E também tem de haver o aperfeiçoamento. Não o pessoal, o intelectual, o espiritual, tampouco o religioso – apesar do cristianismo predominante entre os operários – e nem o profissional, propriamente dito. Mas o do trabalhador cumpridor de tarefas, das que já cumpri e das que poderá vir a cumprir de modo autômato caso conquiste novo nível na hierarquia. O jovem cabeção assim o fez. Tinha de ser produtivo ao máximo e por isso “pregava muito” no ato da produção dos paletes e concorria com seus companheiros de mesa, ao posto de mais versátil “pregador”. E como os outros, procurava se diferenciar cursando os cursos que a todos eram ofertados e pela maioria cursados. E como tinha de cuidar da vida pessoal, cansava-se bastante, mas explorando a si – o coreaninho de novo – o máximo que podia. É bem possível que esteja aí, neste raciocínio, a gene de seu ferimento.

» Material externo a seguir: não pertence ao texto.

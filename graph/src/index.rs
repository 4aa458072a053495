//! Index structures for efficient entity lookup.

use graft_core::{EntityHandle, IdValue};
use std::collections::{HashMap, HashSet};

/// Index from type key to entity handles.
#[derive(Debug, Default)]
pub struct TypeIndex {
    index: HashMap<String, HashSet<EntityHandle>>,
}

impl TypeIndex {
    pub fn new() -> Self {
        Self::default()
    }

    pub fn insert(&mut self, type_key: &str, handle: EntityHandle) {
        self.index
            .entry(type_key.to_string())
            .or_default()
            .insert(handle);
    }

    pub fn get(&self, type_key: &str) -> impl Iterator<Item = EntityHandle> + '_ {
        self.index
            .get(type_key)
            .into_iter()
            .flat_map(|set| set.iter().copied())
    }
}

/// Unique index from (type key, identifier value) to entity handle.
///
/// Only non-blank identifiers are indexed.
#[derive(Debug, Default)]
pub struct IdentityIndex {
    index: HashMap<String, HashMap<IdValue, EntityHandle>>,
}

impl IdentityIndex {
    pub fn new() -> Self {
        Self::default()
    }

    /// Register an identity. Returns the handle already holding it, if any,
    /// in which case the index is left unchanged.
    pub fn insert(
        &mut self,
        type_key: &str,
        id: &IdValue,
        handle: EntityHandle,
    ) -> Result<(), EntityHandle> {
        let ids = self.index.entry(type_key.to_string()).or_default();
        match ids.get(id) {
            Some(existing) if *existing != handle => Err(*existing),
            _ => {
                ids.insert(id.clone(), handle);
                Ok(())
            }
        }
    }

    pub fn get(&self, type_key: &str, id: &IdValue) -> Option<EntityHandle> {
        self.index.get(type_key).and_then(|ids| ids.get(id)).copied()
    }
}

E quanto aos retardatários? Bom, quanto a estes, basta manterem baixo nível de absenteísmo, estarem de corpo presente e produzirem alguma coisa, que ali permanecerão. Pois mesmo em estado de incomoda improdutividade poderão ter extraída alguma mais-valia e até poderão servir de exemplos a não serem seguidos pelos trabalhadores dispostos a explorarem-se e cansarem-se no dia-a-dia do funcionamento organizacional.